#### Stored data

########################################

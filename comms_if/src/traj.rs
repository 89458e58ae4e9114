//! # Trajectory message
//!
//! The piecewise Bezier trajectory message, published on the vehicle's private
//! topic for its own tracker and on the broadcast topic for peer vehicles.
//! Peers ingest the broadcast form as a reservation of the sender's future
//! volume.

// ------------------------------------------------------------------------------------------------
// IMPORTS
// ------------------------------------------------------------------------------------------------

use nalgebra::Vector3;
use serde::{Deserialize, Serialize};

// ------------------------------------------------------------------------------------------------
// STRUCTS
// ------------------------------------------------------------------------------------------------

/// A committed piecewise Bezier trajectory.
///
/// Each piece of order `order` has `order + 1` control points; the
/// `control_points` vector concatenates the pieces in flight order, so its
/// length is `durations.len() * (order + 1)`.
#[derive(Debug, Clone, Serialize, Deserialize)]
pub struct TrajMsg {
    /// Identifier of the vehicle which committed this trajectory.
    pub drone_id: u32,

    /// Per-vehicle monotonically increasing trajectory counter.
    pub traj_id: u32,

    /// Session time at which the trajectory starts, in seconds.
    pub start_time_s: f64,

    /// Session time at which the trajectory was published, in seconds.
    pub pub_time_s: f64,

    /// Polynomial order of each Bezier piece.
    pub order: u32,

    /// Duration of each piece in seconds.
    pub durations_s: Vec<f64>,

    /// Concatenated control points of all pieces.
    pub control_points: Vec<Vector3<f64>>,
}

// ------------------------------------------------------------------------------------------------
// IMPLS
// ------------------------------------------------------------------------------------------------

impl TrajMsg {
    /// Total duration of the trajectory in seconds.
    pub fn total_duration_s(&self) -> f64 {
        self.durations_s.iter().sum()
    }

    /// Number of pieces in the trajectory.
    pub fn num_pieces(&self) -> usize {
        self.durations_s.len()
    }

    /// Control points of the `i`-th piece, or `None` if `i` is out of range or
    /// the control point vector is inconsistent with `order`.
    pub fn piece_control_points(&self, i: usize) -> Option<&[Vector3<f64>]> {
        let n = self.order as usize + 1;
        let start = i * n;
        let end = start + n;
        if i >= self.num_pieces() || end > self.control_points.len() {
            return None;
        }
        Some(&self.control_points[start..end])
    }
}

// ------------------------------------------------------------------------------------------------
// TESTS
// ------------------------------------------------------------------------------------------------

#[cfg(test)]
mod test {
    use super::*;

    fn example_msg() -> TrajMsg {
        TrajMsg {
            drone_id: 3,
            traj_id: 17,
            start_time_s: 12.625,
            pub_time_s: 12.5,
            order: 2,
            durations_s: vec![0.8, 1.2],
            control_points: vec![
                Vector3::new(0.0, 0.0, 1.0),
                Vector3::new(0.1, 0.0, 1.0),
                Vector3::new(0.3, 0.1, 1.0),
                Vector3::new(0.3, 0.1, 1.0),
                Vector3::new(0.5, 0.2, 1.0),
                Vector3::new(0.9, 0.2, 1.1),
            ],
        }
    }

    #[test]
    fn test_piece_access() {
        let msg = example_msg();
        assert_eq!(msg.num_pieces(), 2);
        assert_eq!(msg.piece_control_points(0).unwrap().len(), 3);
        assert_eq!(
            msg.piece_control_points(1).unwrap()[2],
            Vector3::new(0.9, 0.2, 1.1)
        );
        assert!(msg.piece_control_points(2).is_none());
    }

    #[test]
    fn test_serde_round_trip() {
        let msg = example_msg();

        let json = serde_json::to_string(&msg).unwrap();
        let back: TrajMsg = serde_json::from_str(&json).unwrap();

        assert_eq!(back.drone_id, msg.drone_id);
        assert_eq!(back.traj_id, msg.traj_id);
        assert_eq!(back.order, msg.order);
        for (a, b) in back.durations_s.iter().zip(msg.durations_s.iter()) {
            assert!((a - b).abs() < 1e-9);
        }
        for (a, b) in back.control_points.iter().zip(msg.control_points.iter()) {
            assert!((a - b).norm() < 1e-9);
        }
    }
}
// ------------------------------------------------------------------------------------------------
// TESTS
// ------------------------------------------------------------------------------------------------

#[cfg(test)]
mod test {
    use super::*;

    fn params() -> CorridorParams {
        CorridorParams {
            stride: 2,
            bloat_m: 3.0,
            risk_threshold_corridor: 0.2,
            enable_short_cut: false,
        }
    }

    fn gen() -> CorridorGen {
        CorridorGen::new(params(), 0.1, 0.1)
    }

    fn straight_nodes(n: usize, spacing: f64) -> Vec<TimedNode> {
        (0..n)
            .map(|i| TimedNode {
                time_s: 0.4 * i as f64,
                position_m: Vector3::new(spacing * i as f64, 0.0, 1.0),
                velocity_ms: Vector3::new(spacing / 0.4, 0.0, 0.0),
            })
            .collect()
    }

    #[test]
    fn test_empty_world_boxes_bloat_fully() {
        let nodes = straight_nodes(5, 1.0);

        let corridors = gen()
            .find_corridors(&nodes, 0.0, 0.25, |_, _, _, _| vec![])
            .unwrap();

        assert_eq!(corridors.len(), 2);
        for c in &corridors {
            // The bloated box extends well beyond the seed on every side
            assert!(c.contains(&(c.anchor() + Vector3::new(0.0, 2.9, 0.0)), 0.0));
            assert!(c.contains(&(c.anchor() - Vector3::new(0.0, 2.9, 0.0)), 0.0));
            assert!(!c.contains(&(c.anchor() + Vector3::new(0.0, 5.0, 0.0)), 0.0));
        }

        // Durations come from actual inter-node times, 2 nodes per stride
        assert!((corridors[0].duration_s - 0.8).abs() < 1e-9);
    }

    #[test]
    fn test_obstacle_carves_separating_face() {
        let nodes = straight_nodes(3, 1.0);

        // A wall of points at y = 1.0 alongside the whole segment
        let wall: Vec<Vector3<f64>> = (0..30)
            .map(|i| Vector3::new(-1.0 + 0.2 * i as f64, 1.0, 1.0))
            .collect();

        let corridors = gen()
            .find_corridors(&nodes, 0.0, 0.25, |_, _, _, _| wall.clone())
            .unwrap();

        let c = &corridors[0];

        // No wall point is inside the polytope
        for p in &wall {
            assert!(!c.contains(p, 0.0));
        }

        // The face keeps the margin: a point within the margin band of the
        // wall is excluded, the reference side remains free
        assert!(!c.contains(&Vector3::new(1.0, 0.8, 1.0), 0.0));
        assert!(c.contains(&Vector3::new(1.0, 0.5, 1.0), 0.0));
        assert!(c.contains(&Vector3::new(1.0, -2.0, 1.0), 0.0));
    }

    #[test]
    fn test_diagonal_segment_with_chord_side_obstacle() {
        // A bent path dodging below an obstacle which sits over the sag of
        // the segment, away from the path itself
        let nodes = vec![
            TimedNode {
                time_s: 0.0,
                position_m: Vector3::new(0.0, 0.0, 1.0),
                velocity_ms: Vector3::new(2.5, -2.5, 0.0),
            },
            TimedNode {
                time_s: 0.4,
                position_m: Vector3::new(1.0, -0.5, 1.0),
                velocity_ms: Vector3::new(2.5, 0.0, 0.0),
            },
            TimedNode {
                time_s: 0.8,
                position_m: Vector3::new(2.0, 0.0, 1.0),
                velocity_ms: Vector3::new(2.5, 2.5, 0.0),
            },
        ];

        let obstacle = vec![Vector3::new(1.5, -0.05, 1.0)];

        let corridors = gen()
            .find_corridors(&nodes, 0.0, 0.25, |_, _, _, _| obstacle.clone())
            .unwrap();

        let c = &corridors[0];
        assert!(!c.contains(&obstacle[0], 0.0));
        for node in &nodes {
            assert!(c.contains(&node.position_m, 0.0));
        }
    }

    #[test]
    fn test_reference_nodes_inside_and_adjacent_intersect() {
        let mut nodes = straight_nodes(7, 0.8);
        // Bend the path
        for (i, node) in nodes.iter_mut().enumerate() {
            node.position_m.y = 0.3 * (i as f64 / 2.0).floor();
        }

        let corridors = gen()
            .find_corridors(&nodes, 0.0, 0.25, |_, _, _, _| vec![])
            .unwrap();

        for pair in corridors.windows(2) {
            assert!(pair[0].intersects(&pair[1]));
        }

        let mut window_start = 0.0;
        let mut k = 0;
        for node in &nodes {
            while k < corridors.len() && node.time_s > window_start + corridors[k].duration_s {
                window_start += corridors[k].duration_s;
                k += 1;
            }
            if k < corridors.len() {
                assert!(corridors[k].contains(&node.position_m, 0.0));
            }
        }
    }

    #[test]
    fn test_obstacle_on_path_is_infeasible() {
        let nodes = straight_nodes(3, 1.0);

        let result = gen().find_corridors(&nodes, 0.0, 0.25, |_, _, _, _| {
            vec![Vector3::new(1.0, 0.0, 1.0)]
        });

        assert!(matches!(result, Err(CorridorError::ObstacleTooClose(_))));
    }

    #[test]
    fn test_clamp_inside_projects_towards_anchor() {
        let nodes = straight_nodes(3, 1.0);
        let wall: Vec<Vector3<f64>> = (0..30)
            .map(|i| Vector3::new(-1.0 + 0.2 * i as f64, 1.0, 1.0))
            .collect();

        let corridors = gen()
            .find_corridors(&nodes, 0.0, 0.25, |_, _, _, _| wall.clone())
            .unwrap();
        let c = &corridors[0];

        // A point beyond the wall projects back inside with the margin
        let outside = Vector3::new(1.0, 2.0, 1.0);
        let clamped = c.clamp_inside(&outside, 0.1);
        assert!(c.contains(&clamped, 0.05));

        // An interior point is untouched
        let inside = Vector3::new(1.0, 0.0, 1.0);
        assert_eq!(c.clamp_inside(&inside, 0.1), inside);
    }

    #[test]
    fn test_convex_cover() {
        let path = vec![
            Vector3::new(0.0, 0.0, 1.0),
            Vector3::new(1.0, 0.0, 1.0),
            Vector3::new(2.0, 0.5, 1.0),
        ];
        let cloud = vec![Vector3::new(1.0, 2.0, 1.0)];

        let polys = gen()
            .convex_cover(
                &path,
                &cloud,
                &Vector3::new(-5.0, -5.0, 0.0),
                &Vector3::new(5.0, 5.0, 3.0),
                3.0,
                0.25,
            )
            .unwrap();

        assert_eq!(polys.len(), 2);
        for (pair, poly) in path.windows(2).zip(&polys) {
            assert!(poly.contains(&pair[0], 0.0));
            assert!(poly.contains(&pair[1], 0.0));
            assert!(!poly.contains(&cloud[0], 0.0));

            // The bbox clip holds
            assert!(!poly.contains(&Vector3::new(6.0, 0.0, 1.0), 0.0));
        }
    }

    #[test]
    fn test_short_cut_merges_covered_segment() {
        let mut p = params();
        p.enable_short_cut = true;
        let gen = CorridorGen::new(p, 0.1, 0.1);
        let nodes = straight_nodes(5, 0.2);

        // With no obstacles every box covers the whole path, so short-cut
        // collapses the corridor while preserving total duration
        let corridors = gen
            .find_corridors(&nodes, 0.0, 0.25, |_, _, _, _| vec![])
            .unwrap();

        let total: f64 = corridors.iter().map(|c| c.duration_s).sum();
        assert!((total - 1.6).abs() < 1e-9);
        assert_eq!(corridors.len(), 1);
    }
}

########################################

#### HOW TO COMPLETE THIS TASK
The number alone is the answer: work out how many lines in the data contain "result".

#### EXPECTED ANSWER
2